--- Task inputs ---
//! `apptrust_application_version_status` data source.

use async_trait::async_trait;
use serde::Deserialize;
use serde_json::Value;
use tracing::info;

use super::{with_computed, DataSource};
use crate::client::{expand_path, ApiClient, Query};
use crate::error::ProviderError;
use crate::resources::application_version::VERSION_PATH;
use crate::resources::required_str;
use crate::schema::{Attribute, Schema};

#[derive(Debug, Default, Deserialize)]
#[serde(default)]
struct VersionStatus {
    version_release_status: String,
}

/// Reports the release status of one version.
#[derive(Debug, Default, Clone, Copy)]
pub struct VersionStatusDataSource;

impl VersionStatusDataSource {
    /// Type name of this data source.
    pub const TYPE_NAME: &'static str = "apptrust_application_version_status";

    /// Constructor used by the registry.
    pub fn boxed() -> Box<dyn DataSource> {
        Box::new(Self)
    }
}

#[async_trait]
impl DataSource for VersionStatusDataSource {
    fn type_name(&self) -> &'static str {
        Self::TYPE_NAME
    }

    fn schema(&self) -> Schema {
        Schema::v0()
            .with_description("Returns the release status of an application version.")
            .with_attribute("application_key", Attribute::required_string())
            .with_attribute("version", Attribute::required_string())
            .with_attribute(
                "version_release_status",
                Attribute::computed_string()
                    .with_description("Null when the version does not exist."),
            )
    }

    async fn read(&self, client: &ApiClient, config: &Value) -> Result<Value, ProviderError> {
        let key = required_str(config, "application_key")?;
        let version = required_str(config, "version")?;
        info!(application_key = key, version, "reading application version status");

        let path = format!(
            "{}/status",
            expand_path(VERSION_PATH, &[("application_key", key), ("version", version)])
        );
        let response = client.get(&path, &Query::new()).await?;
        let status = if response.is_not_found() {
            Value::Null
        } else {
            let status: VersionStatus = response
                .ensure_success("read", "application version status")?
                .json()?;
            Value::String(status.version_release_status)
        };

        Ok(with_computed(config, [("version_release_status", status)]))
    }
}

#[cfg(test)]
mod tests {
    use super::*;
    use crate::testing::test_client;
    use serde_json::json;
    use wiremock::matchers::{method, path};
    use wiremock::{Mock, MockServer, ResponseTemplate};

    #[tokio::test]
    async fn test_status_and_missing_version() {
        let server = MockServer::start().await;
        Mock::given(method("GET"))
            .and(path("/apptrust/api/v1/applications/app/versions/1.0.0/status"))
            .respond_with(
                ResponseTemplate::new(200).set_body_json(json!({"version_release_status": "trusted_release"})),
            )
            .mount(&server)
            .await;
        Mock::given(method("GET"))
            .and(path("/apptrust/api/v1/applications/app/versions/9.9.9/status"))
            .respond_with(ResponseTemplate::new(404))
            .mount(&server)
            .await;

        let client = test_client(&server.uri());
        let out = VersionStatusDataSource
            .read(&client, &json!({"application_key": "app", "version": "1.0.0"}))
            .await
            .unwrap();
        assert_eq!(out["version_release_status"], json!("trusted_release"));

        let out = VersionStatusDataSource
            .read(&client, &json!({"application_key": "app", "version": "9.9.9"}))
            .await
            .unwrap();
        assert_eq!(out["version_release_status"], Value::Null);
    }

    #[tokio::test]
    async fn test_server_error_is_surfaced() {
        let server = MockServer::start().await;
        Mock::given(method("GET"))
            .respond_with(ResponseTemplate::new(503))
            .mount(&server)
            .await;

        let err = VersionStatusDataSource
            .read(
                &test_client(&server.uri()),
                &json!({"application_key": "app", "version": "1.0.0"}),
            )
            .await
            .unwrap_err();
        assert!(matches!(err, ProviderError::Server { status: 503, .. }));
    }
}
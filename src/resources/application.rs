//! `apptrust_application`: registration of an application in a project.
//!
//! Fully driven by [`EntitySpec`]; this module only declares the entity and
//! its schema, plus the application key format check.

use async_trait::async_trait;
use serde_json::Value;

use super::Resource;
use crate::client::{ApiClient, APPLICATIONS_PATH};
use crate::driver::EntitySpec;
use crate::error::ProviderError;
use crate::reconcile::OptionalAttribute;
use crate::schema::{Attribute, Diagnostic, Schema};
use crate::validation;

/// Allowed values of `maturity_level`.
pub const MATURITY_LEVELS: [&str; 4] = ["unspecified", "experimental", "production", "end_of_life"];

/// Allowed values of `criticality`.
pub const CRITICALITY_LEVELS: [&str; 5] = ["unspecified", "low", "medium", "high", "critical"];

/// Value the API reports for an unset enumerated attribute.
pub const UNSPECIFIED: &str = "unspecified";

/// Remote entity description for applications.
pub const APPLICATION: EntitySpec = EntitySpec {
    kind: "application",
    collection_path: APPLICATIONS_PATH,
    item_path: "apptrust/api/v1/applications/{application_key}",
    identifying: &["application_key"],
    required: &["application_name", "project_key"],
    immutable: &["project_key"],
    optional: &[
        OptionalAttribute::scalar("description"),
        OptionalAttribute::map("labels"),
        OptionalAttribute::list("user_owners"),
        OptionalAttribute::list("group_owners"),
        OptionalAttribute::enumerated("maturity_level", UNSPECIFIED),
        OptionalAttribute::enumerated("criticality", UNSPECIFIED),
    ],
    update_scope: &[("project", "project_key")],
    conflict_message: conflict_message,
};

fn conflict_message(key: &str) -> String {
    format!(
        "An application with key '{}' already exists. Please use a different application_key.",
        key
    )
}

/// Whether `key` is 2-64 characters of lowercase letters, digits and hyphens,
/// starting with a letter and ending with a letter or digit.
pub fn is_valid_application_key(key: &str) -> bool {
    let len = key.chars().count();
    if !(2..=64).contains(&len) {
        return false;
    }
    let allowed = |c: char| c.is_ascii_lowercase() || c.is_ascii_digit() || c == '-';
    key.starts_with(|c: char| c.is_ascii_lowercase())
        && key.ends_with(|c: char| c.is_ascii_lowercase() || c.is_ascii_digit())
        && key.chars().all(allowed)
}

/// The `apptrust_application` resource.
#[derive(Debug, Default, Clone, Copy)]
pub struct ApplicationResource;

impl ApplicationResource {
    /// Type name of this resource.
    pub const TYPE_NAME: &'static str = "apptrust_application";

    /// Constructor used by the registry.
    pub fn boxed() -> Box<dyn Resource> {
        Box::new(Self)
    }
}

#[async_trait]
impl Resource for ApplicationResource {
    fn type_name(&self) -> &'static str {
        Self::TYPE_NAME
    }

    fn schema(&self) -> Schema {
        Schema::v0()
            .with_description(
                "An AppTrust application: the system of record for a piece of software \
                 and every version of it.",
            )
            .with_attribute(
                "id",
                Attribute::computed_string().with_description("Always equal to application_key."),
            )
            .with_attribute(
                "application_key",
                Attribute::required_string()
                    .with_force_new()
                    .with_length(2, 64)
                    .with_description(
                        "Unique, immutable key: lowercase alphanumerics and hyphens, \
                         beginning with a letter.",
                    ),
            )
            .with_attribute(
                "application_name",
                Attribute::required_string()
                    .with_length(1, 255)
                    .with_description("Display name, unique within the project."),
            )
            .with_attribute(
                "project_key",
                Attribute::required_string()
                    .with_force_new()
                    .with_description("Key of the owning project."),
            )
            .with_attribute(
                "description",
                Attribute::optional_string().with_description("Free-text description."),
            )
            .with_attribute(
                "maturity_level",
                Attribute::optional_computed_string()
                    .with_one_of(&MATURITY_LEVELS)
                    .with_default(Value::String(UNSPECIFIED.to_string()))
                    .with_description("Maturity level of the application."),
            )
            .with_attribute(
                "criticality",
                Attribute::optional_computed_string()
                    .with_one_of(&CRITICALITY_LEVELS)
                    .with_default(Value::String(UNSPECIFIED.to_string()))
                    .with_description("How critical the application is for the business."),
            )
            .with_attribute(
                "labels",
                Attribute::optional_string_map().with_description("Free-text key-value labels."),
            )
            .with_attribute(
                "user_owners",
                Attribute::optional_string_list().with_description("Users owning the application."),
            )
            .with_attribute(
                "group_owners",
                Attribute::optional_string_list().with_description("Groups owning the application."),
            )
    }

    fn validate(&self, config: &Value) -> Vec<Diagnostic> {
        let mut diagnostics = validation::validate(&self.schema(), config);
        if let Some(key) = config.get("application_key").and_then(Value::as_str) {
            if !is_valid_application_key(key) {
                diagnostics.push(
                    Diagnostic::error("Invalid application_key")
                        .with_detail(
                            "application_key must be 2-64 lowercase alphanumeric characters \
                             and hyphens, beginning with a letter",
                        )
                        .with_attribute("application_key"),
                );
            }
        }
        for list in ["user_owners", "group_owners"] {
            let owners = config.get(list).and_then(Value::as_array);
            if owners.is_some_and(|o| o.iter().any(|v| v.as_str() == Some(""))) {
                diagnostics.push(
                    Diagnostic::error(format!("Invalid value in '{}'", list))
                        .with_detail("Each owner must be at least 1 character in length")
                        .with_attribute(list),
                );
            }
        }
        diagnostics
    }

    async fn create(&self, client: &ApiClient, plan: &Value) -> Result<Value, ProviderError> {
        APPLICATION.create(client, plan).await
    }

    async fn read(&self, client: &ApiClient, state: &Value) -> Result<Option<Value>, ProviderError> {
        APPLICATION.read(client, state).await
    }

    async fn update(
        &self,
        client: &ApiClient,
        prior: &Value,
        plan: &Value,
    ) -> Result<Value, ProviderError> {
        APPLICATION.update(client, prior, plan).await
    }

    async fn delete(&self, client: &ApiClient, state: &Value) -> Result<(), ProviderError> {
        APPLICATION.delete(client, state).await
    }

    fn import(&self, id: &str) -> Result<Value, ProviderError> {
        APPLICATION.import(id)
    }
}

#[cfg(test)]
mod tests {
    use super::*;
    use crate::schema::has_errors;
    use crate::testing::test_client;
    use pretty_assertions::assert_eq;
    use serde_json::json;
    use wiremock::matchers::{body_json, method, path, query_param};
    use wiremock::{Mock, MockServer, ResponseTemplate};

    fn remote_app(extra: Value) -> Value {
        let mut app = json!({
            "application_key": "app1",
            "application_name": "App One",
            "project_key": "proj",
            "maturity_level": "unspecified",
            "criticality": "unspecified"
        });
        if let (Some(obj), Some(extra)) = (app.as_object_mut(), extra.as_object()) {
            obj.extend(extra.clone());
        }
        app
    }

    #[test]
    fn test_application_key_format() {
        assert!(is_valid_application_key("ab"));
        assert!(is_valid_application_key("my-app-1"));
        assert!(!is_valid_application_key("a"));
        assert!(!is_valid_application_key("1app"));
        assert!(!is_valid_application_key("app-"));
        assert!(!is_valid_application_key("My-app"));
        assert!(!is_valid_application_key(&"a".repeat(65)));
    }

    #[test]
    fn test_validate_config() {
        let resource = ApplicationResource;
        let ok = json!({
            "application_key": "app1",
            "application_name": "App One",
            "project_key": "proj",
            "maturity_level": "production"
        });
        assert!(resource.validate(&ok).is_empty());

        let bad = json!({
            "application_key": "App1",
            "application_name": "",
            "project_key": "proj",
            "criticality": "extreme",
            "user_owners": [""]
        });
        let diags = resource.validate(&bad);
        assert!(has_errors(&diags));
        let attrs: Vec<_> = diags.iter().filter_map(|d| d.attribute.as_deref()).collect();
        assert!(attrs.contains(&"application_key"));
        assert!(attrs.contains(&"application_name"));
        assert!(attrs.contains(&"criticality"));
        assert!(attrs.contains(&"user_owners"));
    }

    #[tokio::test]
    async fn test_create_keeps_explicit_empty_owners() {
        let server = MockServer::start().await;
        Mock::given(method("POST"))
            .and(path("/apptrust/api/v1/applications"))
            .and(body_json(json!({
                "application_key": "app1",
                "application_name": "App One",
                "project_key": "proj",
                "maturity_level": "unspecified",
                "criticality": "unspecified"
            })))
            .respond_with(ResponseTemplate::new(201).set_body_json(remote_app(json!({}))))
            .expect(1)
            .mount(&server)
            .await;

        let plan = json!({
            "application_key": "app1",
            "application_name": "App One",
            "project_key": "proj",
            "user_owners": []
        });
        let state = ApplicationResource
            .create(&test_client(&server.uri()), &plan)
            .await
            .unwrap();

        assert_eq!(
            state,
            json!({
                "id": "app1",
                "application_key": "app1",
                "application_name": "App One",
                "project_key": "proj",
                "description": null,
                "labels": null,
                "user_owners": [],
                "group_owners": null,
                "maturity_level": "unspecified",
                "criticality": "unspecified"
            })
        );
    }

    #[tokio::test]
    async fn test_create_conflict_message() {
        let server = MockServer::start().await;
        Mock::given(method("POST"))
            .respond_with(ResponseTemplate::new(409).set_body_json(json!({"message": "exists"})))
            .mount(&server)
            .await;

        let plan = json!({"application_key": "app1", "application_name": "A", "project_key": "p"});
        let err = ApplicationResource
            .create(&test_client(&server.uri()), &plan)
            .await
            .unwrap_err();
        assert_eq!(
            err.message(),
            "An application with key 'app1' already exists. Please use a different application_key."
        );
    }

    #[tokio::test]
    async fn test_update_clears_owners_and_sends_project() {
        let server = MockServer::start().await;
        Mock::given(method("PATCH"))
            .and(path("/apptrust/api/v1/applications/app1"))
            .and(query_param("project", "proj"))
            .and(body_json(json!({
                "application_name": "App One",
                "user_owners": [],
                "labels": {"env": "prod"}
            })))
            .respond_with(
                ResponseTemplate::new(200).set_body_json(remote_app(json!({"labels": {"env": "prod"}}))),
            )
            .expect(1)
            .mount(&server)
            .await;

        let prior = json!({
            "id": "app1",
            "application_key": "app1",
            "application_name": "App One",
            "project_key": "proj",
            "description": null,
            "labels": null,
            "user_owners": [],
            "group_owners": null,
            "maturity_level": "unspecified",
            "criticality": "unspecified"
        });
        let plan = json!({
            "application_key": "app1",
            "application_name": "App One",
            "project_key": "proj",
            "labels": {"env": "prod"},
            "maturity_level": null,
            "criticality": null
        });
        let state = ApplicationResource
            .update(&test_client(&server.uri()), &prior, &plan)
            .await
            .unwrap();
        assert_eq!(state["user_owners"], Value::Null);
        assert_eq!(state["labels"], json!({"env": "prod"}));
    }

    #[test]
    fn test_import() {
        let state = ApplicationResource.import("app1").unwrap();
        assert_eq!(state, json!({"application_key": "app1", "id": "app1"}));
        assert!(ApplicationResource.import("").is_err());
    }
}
---
## Assigned task
Copy every line of the data where "Invalid" is found.

## Expected output
                    Diagnostic::error("Invalid application_key")
                    Diagnostic::error(format!("Invalid value in '{}'", list))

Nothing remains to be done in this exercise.